## EXERCISE
Line by line, check the data for the string "BTreeMap" and state how many lines have it, nothing more.

## DATA
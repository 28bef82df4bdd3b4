//! Concrete assets shipped with the crate.

pub mod network;

pub use network::{NetworkHosts, StaticNetworkConfig};
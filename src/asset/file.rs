//! On-disk representation of writable assets.
//!
//! Every path handled here is relative to the store's working directory. Absolute paths are
//! only formed at the moment of touching the filesystem.

use crate::{asset::AssetValue, error::PipelineError, store::tracker::ModificationTracker};
use serde::{Deserialize, Serialize};
use std::{
    fs, io,
    path::{Path, PathBuf},
};

/// One file backing a writable asset.
#[derive(Debug, Clone, PartialEq, Eq, Serialize, Deserialize)]
pub struct File {
    pub filename: PathBuf,
    #[serde(with = "hex::serde")]
    pub data: Vec<u8>,
}

impl File {
    pub fn new(filename: impl Into<PathBuf>, data: impl Into<Vec<u8>>) -> Self {
        File {
            filename: filename.into(),
            data: data.into(),
        }
    }

    pub fn contents(&self) -> Result<&str, PipelineError> {
        std::str::from_utf8(&self.data).map_err(|e| {
            PipelineError::Serialization(format!("{:?} is not valid UTF-8: {e}", self.filename))
        })
    }
}

/// Read access to the working directory, as seen by [`crate::asset::Asset::load`].
pub trait FileFetcher {
    /// Fetch a single file. `None` when it is absent (or unchanged since the previous run, when
    /// modification tracking is active).
    fn fetch_by_name(&mut self, name: &Path) -> Result<Option<File>, PipelineError>;

    /// Fetch every file matching a shell glob, sorted by relative path.
    fn fetch_by_pattern(&mut self, pattern: &str) -> Result<Vec<File>, PipelineError>;
}

/// [`FileFetcher`] over a real directory, optionally filtered through a
/// [`ModificationTracker`] on behalf of one asset.
pub struct DiskFetcher<'a> {
    directory: &'a Path,
    tracking: Option<(&'a mut ModificationTracker, &'static str)>,
}

impl<'a> DiskFetcher<'a> {
    pub fn new(directory: &'a Path) -> Self {
        DiskFetcher {
            directory,
            tracking: None,
        }
    }

    pub fn tracked(
        directory: &'a Path,
        tracker: &'a mut ModificationTracker,
        owner: &'static str,
    ) -> Self {
        DiskFetcher {
            directory,
            tracking: Some((tracker, owner)),
        }
    }

    fn matching(&self, pattern: &str) -> Result<Vec<PathBuf>, PipelineError> {
        // glob drops `.` components from its results, so match under an absolute root.
        let root = std::path::absolute(self.directory)?;
        let root_str = root.to_str().ok_or_else(|| {
            PipelineError::Io(format!("{:?} is not a valid UTF-8 path", self.directory))
        })?;
        let full_pattern = format!(
            "{}/{}",
            glob::Pattern::escape(root_str.trim_end_matches('/')),
            pattern
        );
        let mut names = Vec::new();
        for entry in glob::glob(&full_pattern)? {
            let path = entry?;
            if !path.is_file() {
                continue;
            }
            names.push(path.strip_prefix(&root)?.to_path_buf());
        }
        names.sort();
        Ok(names)
    }
}

impl FileFetcher for DiskFetcher<'_> {
    fn fetch_by_name(&mut self, name: &Path) -> Result<Option<File>, PipelineError> {
        if let Some((tracker, owner)) = &mut self.tracking {
            if !tracker.check_modified(name, owner)? {
                return Ok(None);
            }
        }
        read_file(self.directory, name)
    }

    fn fetch_by_pattern(&mut self, pattern: &str) -> Result<Vec<File>, PipelineError> {
        let names = self.matching(pattern)?;
        if let Some((tracker, owner)) = &mut self.tracking {
            // Every match is checked so all of them get recorded for this owner.
            let mut any_modified = false;
            for name in &names {
                any_modified |= tracker.check_modified(name, owner)?;
            }
            if !any_modified {
                return Ok(Vec::new());
            }
        }
        let mut files = Vec::with_capacity(names.len());
        for name in &names {
            if let Some(file) = read_file(self.directory, name)? {
                files.push(file);
            }
        }
        Ok(files)
    }
}

fn read_file(directory: &Path, name: &Path) -> Result<Option<File>, PipelineError> {
    match fs::read(directory.join(name)) {
        Ok(data) => Ok(Some(File::new(name, data))),
        Err(e) if e.kind() == io::ErrorKind::NotFound => Ok(None),
        Err(e) => Err(e.into()),
    }
}

/// Write every file of `asset` under `directory`, creating parent directories as needed.
pub fn persist_to_file(asset: &dyn AssetValue, directory: &Path) -> Result<(), PipelineError> {
    for file in asset.files() {
        let path = directory.join(&file.filename);
        if let Some(parent) = path.parent() {
            fs::create_dir_all(parent).map_err(|e| PipelineError::persistence(parent, e))?;
        }
        fs::write(&path, &file.data).map_err(|e| PipelineError::persistence(&path, e))?;
    }
    Ok(())
}

/// Remove every file of `asset` from `directory`, then any parent directories left empty.
/// Files that are already gone are skipped.
pub fn delete_from_disk(asset: &dyn AssetValue, directory: &Path) -> Result<(), PipelineError> {
    for file in asset.files() {
        let path = directory.join(&file.filename);
        match fs::remove_file(&path) {
            Ok(()) => {}
            Err(e) if e.kind() == io::ErrorKind::NotFound => {}
            Err(e) => return Err(PipelineError::persistence(&path, e)),
        }
        remove_empty_parents(directory, &path);
    }
    Ok(())
}

fn remove_empty_parents(root: &Path, path: &Path) {
    let mut current = path.parent();
    while let Some(dir) = current {
        if dir == root || !dir.starts_with(root) {
            break;
        }
        let is_empty = match fs::read_dir(dir) {
            Ok(mut entries) => entries.next().is_none(),
            Err(_) => false,
        };
        if !is_empty || fs::remove_dir(dir).is_err() {
            break;
        }
        current = dir.parent();
    }
}
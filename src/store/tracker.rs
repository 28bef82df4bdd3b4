//! Staleness detection for user-editable files.
//!
//! The tracker remembers, per owning asset, the modification time of every file it observed.
//! On the next run a file whose mtime is not strictly newer than the remembered one is
//! reported as absent, so the resolver falls back to the state-file copy instead of
//! re-reading and deep-comparing a file nobody touched.

use crate::{error::PipelineError, store::state::write_atomic};
use serde::{Deserialize, Serialize};
use std::{
    collections::{BTreeMap, BTreeSet, HashMap},
    fs, io,
    path::{Path, PathBuf},
    time::UNIX_EPOCH,
};

/// Persisted form: owner asset key -> relative path -> mtime (ns since the Unix epoch).
#[derive(Debug, Default, Clone, PartialEq, Eq, Serialize, Deserialize)]
#[serde(transparent)]
pub struct ModificationRecord {
    owners: BTreeMap<String, BTreeMap<PathBuf, u64>>,
}

impl ModificationRecord {
    pub fn get(&self, owner: &str, path: &Path) -> Option<u64> {
        self.owners.get(owner).and_then(|files| files.get(path)).copied()
    }

    pub fn owners(&self) -> impl Iterator<Item = &str> {
        self.owners.keys().map(String::as_str)
    }
}

#[derive(Debug)]
pub struct ModificationTracker {
    directory: PathBuf,
    record_path: PathBuf,
    enabled: bool,
    previous: HashMap<PathBuf, u64>,
    current: ModificationRecord,
    preserved: HashMap<String, BTreeSet<PathBuf>>,
}

impl ModificationTracker {
    /// Load the record written by the previous run. A missing or unreadable record starts
    /// empty.
    pub fn load(directory: &Path, record_file: &str, enabled: bool) -> Self {
        let record_path = directory.join(record_file);
        let record = if enabled {
            read_record(&record_path)
        } else {
            ModificationRecord::default()
        };
        let previous = record
            .owners
            .values()
            .flat_map(|files| files.iter().map(|(path, mtime)| (path.clone(), *mtime)))
            .collect();
        ModificationTracker {
            directory: directory.to_path_buf(),
            record_path,
            enabled,
            previous,
            current: record,
            preserved: HashMap::new(),
        }
    }

    pub fn is_enabled(&self) -> bool {
        self.enabled
    }

    /// Whether `name` exists and changed since the previous run. Missing and unchanged files
    /// both report `false`. The observed mtime is recorded for `owner` either way.
    pub fn check_modified(&mut self, name: &Path, owner: &str) -> Result<bool, PipelineError> {
        let Some(mtime) = mtime_nanos(&self.directory.join(name))? else {
            return Ok(false);
        };
        if !self.enabled {
            return Ok(true);
        }
        self.current
            .owners
            .entry(owner.to_string())
            .or_default()
            .insert(name.to_path_buf(), mtime);
        match self.previous.get(name) {
            Some(previous) if mtime <= *previous => {
                tracing::debug!("[Tracker] {:?} unchanged since last run", name);
                self.preserved
                    .entry(owner.to_string())
                    .or_default()
                    .insert(name.to_path_buf());
                Ok(false)
            }
            _ => Ok(true),
        }
    }

    /// Remember the current mtime of `name` as written by `owner`.
    pub fn record(&mut self, name: &Path, owner: &str) -> Result<(), PipelineError> {
        if !self.enabled {
            return Ok(());
        }
        if let Some(mtime) = mtime_nanos(&self.directory.join(name))? {
            self.current
                .owners
                .entry(owner.to_string())
                .or_default()
                .insert(name.to_path_buf(), mtime);
        }
        Ok(())
    }

    /// Forget everything recorded for `owner`.
    pub fn purge(&mut self, owner: &str) {
        self.current.owners.remove(owner);
        self.preserved.remove(owner);
    }

    /// Whether any file of `owner` was seen on disk this run and found unchanged.
    pub fn has_preserved_files(&self, owner: &str) -> bool {
        self.preserved
            .get(owner)
            .is_some_and(|files| !files.is_empty())
    }

    pub fn record_snapshot(&self) -> &ModificationRecord {
        &self.current
    }

    pub fn save(&self) -> Result<(), PipelineError> {
        if !self.enabled {
            return Ok(());
        }
        let contents = serde_json::to_vec_pretty(&self.current)?;
        write_atomic(&self.record_path, &contents)
    }

    /// Delete the persisted record and forget all observations.
    pub fn destroy(&mut self) -> Result<(), PipelineError> {
        self.current = ModificationRecord::default();
        self.previous.clear();
        self.preserved.clear();
        match fs::remove_file(&self.record_path) {
            Ok(()) => Ok(()),
            Err(e) if e.kind() == io::ErrorKind::NotFound => Ok(()),
            Err(e) => Err(PipelineError::persistence(&self.record_path, e)),
        }
    }
}

fn read_record(path: &Path) -> ModificationRecord {
    let raw = match fs::read(path) {
        Ok(raw) => raw,
        Err(e) if e.kind() == io::ErrorKind::NotFound => return ModificationRecord::default(),
        Err(e) => {
            tracing::warn!("[Tracker] Could not read {:?}, ignoring it: {}", path, e);
            return ModificationRecord::default();
        }
    };
    serde_json::from_slice(&raw).unwrap_or_else(|e| {
        tracing::warn!("[Tracker] Corrupt modification record {:?}, ignoring it: {}", path, e);
        ModificationRecord::default()
    })
}

fn mtime_nanos(path: &Path) -> Result<Option<u64>, PipelineError> {
    let metadata = match fs::metadata(path) {
        Ok(metadata) => metadata,
        Err(e) if e.kind() == io::ErrorKind::NotFound => return Ok(None),
        Err(e) => return Err(e.into()),
    };
    if !metadata.is_file() {
        return Ok(None);
    }
    let nanos = metadata
        .modified()?
        .duration_since(UNIX_EPOCH)
        .map(|elapsed| u64::try_from(elapsed.as_nanos()).unwrap_or(u64::MAX))
        .unwrap_or(0);
    Ok(Some(nanos))
}

#[cfg(test)]
mod tests {
    use super::*;
    use filetime::FileTime;
    use tempfile::TempDir;

    const RECORD: &str = "mtimes.json";

    fn touch(dir: &Path, name: &str, unix_seconds: i64) {
        let path = dir.join(name);
        if !path.exists() {
            fs::write(&path, name).unwrap();
        }
        filetime::set_file_mtime(&path, FileTime::from_unix_time(unix_seconds, 0)).unwrap();
    }

    #[test]
    fn first_sighting_counts_as_modified() {
        let dir = TempDir::new().unwrap();
        touch(dir.path(), "a.txt", 1_000);
        let mut tracker = ModificationTracker::load(dir.path(), RECORD, true);

        assert!(tracker.check_modified(Path::new("a.txt"), "owner").unwrap());
        assert!(!tracker.check_modified(Path::new("missing.txt"), "owner").unwrap());
        assert!(!tracker.has_preserved_files("owner"));
    }

    #[test]
    fn unchanged_files_are_preserved_across_runs() {
        let dir = TempDir::new().unwrap();
        touch(dir.path(), "a.txt", 1_000);
        touch(dir.path(), "b.txt", 1_000);

        let mut first = ModificationTracker::load(dir.path(), RECORD, true);
        first.record(Path::new("a.txt"), "owner").unwrap();
        first.record(Path::new("b.txt"), "owner").unwrap();
        first.save().unwrap();

        touch(dir.path(), "b.txt", 2_000);
        let mut second = ModificationTracker::load(dir.path(), RECORD, true);
        assert!(!second.check_modified(Path::new("a.txt"), "owner").unwrap());
        assert!(second.check_modified(Path::new("b.txt"), "owner").unwrap());
        assert!(second.has_preserved_files("owner"));

        second.purge("owner");
        assert!(!second.has_preserved_files("owner"));
        assert!(second.record_snapshot().get("owner", Path::new("a.txt")).is_none());
    }

    #[test]
    fn older_mtime_is_not_a_modification() {
        let dir = TempDir::new().unwrap();
        touch(dir.path(), "a.txt", 5_000);
        let mut first = ModificationTracker::load(dir.path(), RECORD, true);
        first.record(Path::new("a.txt"), "owner").unwrap();
        first.save().unwrap();

        touch(dir.path(), "a.txt", 4_000);
        let mut second = ModificationTracker::load(dir.path(), RECORD, true);
        assert!(!second.check_modified(Path::new("a.txt"), "owner").unwrap());
    }

    #[test]
    fn untouched_owners_are_carried_over() {
        let dir = TempDir::new().unwrap();
        touch(dir.path(), "a.txt", 1_000);
        let mut first = ModificationTracker::load(dir.path(), RECORD, true);
        first.record(Path::new("a.txt"), "kept").unwrap();
        first.save().unwrap();

        let second = ModificationTracker::load(dir.path(), RECORD, true);
        second.save().unwrap();
        let third = ModificationTracker::load(dir.path(), RECORD, true);
        assert_eq!(
            third.record_snapshot().get("kept", Path::new("a.txt")),
            Some(1_000_000_000_000)
        );
    }

    #[test]
    fn corrupt_record_starts_empty() {
        let dir = TempDir::new().unwrap();
        fs::write(dir.path().join(RECORD), "[[[").unwrap();
        touch(dir.path(), "a.txt", 1_000);
        let mut tracker = ModificationTracker::load(dir.path(), RECORD, true);
        assert!(tracker.check_modified(Path::new("a.txt"), "owner").unwrap());
    }

    #[test]
    fn disabled_tracker_reports_every_existing_file() {
        let dir = TempDir::new().unwrap();
        touch(dir.path(), "a.txt", 1_000);
        let mut tracker = ModificationTracker::load(dir.path(), RECORD, false);
        tracker.record(Path::new("a.txt"), "owner").unwrap();
        assert!(tracker.check_modified(Path::new("a.txt"), "owner").unwrap());
        tracker.save().unwrap();
        assert!(!dir.path().join(RECORD).exists());
    }
}
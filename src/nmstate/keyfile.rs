//! NetworkManager keyfile (INI) handling.
//!
//! Only what the compiler output needs: `[section]` headers, `key=value` entries and full-line
//! `#`/`;` comments. A `#` inside a value is part of the value.

use crate::error::PipelineError;

#[derive(Debug, Clone, Default, PartialEq, Eq)]
struct Section {
    /// `None` holds entries that appear before the first header.
    name: Option<String>,
    entries: Vec<(String, String)>,
}

impl Section {
    fn set(&mut self, key: &str, value: &str) {
        match self.entries.iter_mut().find(|(k, _)| k == key) {
            Some((_, existing)) => *existing = value.to_string(),
            None => self.entries.push((key.to_string(), value.to_string())),
        }
    }
}

#[derive(Debug, Clone, Default, PartialEq, Eq)]
pub struct Keyfile {
    sections: Vec<Section>,
}

impl Keyfile {
    pub fn parse(text: &str) -> Result<Self, PipelineError> {
        let mut keyfile = Keyfile::default();
        let mut current: Option<usize> = None;
        for (number, raw) in text.lines().enumerate() {
            let line = raw.trim();
            if line.is_empty() || line.starts_with('#') || line.starts_with(';') {
                continue;
            }
            if let Some(name) = line.strip_prefix('[').and_then(|l| l.strip_suffix(']')) {
                current = Some(keyfile.section_index(Some(name.trim())));
                continue;
            }
            let Some((key, value)) = line.split_once('=') else {
                return Err(PipelineError::Serialization(format!(
                    "keyfile line {} is neither a section nor a key: {raw:?}",
                    number + 1
                )));
            };
            let index = match current {
                Some(index) => index,
                None => keyfile.section_index(None),
            };
            keyfile.sections[index].set(key.trim(), value.trim());
        }
        Ok(keyfile)
    }

    pub fn get(&self, section: &str, key: &str) -> Option<&str> {
        self.sections
            .iter()
            .find(|s| s.name.as_deref() == Some(section))
            .and_then(|s| s.entries.iter().find(|(k, _)| k == key))
            .map(|(_, v)| v.as_str())
    }

    /// Set `key` in `section`, replacing an existing value in place. A missing section is
    /// appended.
    pub fn set(&mut self, section: &str, key: &str, value: &str) {
        let index = self.section_index(Some(section));
        self.sections[index].set(key, value);
    }

    pub fn render(&self) -> String {
        let mut blocks = Vec::with_capacity(self.sections.len());
        for section in &self.sections {
            if section.name.is_none() && section.entries.is_empty() {
                continue;
            }
            let mut block = String::new();
            if let Some(name) = &section.name {
                block.push_str(&format!("[{name}]\n"));
            }
            for (key, value) in &section.entries {
                block.push_str(&format!("{key}={value}\n"));
            }
            blocks.push(block);
        }
        blocks.join("\n")
    }

    fn section_index(&mut self, name: Option<&str>) -> usize {
        if let Some(index) = self
            .sections
            .iter()
            .position(|s| s.name.as_deref() == name)
        {
            return index;
        }
        // Header-less entries always render first.
        let section = Section {
            name: name.map(str::to_string),
            entries: Vec::new(),
        };
        if name.is_none() {
            self.sections.insert(0, section);
            0
        } else {
            self.sections.push(section);
            self.sections.len() - 1
        }
    }
}

/// Canonical form of a compiled connection profile: comments dropped, unpadded `key=value`
/// lines, and the connection forced to come up on its own.
pub fn canonicalize(text: &str) -> Result<String, PipelineError> {
    let mut keyfile = Keyfile::parse(text)?;
    keyfile.set("connection", "autoconnect", "true");
    keyfile.set("connection", "autoconnect-priority", "1");
    Ok(keyfile.render())
}
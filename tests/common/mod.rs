//! Shared test utilities for integration tests.
//!
//! Import from integration test files as:
//! ```ignore
//! mod common;
//! ```

use asset_pipeline::{Asset, AssetId, File, FileFetcher, Parents, PipelineContext, PipelineError};
use filetime::{set_file_mtime, FileTime};
use serde::{Deserialize, Serialize};
use std::path::Path;

/// Write `contents` to `dir/name`, creating parent directories.
#[allow(dead_code)]
pub fn write_file(dir: &Path, name: &str, contents: &str) {
    let path = dir.join(name);
    std::fs::create_dir_all(path.parent().unwrap()).unwrap();
    std::fs::write(path, contents).unwrap();
}

/// Move the mtime of `dir/name` well past anything recorded by an earlier run.
#[allow(dead_code)]
pub fn bump_mtime(dir: &Path, name: &str) {
    let now = FileTime::now();
    let later = FileTime::from_unix_time(now.unix_seconds() + 60, 0);
    set_file_mtime(dir.join(name), later).unwrap();
}

/// Root certificate authority: writable, no dependencies.
#[allow(dead_code)]
#[derive(Debug, Clone, PartialEq, Serialize, Deserialize)]
pub struct ClusterCa {
    pub cert: String,
}

#[allow(dead_code)]
impl ClusterCa {
    pub const PATH: &'static str = "tls/root-ca.crt";
}

impl Asset for ClusterCa {
    const KEY: &'static str = "cluster-ca";

    fn name() -> &'static str {
        "Cluster CA"
    }

    async fn generate(_ctx: &PipelineContext, _parents: &Parents) -> Result<Self, PipelineError> {
        Ok(ClusterCa {
            cert: "generated-root-ca".to_string(),
        })
    }

    fn files(&self) -> Vec<File> {
        vec![File::new(Self::PATH, self.cert.as_bytes())]
    }

    fn load(fetcher: &mut dyn FileFetcher) -> Result<Option<Self>, PipelineError> {
        fetcher
            .fetch_by_name(Path::new(Self::PATH))?
            .map(|file| file.contents().map(|cert| ClusterCa { cert: cert.to_string() }))
            .transpose()
    }
}

/// Admin kubeconfig signed by [`ClusterCa`]: writable.
#[allow(dead_code)]
#[derive(Debug, Clone, PartialEq, Serialize, Deserialize)]
pub struct AdminKubeconfig {
    pub contents: String,
}

#[allow(dead_code)]
impl AdminKubeconfig {
    pub const PATH: &'static str = "auth/kubeconfig";
}

impl Asset for AdminKubeconfig {
    const KEY: &'static str = "admin-kubeconfig";

    fn name() -> &'static str {
        "Admin Kubeconfig"
    }

    fn dependencies() -> Vec<AssetId> {
        vec![AssetId::of::<ClusterCa>()]
    }

    async fn generate(_ctx: &PipelineContext, parents: &Parents) -> Result<Self, PipelineError> {
        let ca = parents.get::<ClusterCa>()?;
        Ok(AdminKubeconfig {
            contents: format!("kubeconfig signed by {}", ca.cert),
        })
    }

    fn files(&self) -> Vec<File> {
        vec![File::new(Self::PATH, self.contents.as_bytes())]
    }

    fn load(fetcher: &mut dyn FileFetcher) -> Result<Option<Self>, PipelineError> {
        fetcher
            .fetch_by_name(Path::new(Self::PATH))?
            .map(|file| {
                file.contents().map(|contents| AdminKubeconfig {
                    contents: contents.to_string(),
                })
            })
            .transpose()
    }
}
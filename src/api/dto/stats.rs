//! DTOs for link statistics.

use chrono::{DateTime, Utc};
use serde::Serialize;

use crate::application::services::LinkStats;

/// Click total and last known health of a short link.
#[derive(Debug, Serialize)]
pub struct StatsResponse {
    pub short_code: String,
    pub long_url: String,
    pub total_clicks: i64,
    pub healthy: bool,
    pub last_checked_at: Option<DateTime<Utc>>,
}

impl From<LinkStats> for StatsResponse {
    fn from(stats: LinkStats) -> Self {
        let last_checked_at = stats.last_checked_at();
        Self {
            short_code: stats.link.code,
            long_url: stats.link.long_url,
            total_clicks: stats.total_clicks,
            healthy: stats.link.healthy,
            last_checked_at,
        }
    }
}
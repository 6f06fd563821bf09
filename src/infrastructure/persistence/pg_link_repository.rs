//! PostgreSQL implementation of link repository.

use async_trait::async_trait;
use chrono::{DateTime, Utc};
use serde_json::json;
use sqlx::PgPool;
use std::sync::Arc;

use crate::domain::entities::{Link, NewLink};
use crate::domain::repositories::LinkRepository;
use crate::error::AppError;

/// PostgreSQL repository for link storage and retrieval.
///
/// Uses SQLx prepared statements for SQL injection protection and type safety.
pub struct PgLinkRepository {
    pool: Arc<PgPool>,
}

impl PgLinkRepository {
    /// Creates a new repository with a database connection pool.
    pub fn new(pool: Arc<PgPool>) -> Self {
        Self { pool }
    }
}

#[derive(sqlx::FromRow)]
struct LinkRow {
    id: i64,
    code: String,
    long_url: String,
    created_at: DateTime<Utc>,
    last_checked_at: Option<DateTime<Utc>>,
    healthy: bool,
    click_count: i64,
}

impl From<LinkRow> for Link {
    fn from(row: LinkRow) -> Self {
        Link {
            id: row.id,
            code: row.code,
            long_url: row.long_url,
            created_at: row.created_at,
            last_checked_at: row.last_checked_at,
            healthy: row.healthy,
            click_count: row.click_count,
        }
    }
}

#[async_trait]
impl LinkRepository for PgLinkRepository {
    async fn create(&self, new_link: NewLink) -> Result<Link, AppError> {
        let row = sqlx::query_as::<_, LinkRow>(
            r#"
            INSERT INTO links (code, long_url)
            VALUES ($1, $2)
            RETURNING id, code, long_url, created_at, last_checked_at, healthy, click_count
            "#,
        )
        .bind(&new_link.code)
        .bind(&new_link.long_url)
        .fetch_one(self.pool.as_ref())
        .await?;

        Ok(row.into())
    }

    async fn find_by_code(&self, code: &str) -> Result<Option<Link>, AppError> {
        let row = sqlx::query_as::<_, LinkRow>(
            r#"
            SELECT id, code, long_url, created_at, last_checked_at, healthy, click_count
            FROM links
            WHERE code = $1
            "#,
        )
        .bind(code)
        .fetch_optional(self.pool.as_ref())
        .await?;

        Ok(row.map(Link::from))
    }

    async fn list_all(&self) -> Result<Vec<Link>, AppError> {
        let rows = sqlx::query_as::<_, LinkRow>(
            r#"
            SELECT id, code, long_url, created_at, last_checked_at, healthy, click_count
            FROM links
            ORDER BY id
            "#,
        )
        .fetch_all(self.pool.as_ref())
        .await?;

        Ok(rows.into_iter().map(Link::from).collect())
    }

    async fn update_health(
        &self,
        link_id: i64,
        healthy: bool,
        checked_at: DateTime<Utc>,
    ) -> Result<(), AppError> {
        let result = sqlx::query(
            r#"
            UPDATE links
            SET healthy = $2, last_checked_at = $3
            WHERE id = $1
            "#,
        )
        .bind(link_id)
        .bind(healthy)
        .bind(checked_at)
        .execute(self.pool.as_ref())
        .await?;

        if result.rows_affected() == 0 {
            return Err(AppError::not_found(
                "Link not found",
                json!({ "link_id": link_id }),
            ));
        }

        Ok(())
    }

    async fn ping(&self) -> Result<(), AppError> {
        sqlx::query("SELECT 1").execute(self.pool.as_ref()).await?;
        Ok(())
    }
}
//! Business logic services for the application layer.

pub mod link_service;

pub use link_service::{LinkService, LinkStats};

## RESPONSE AREA
2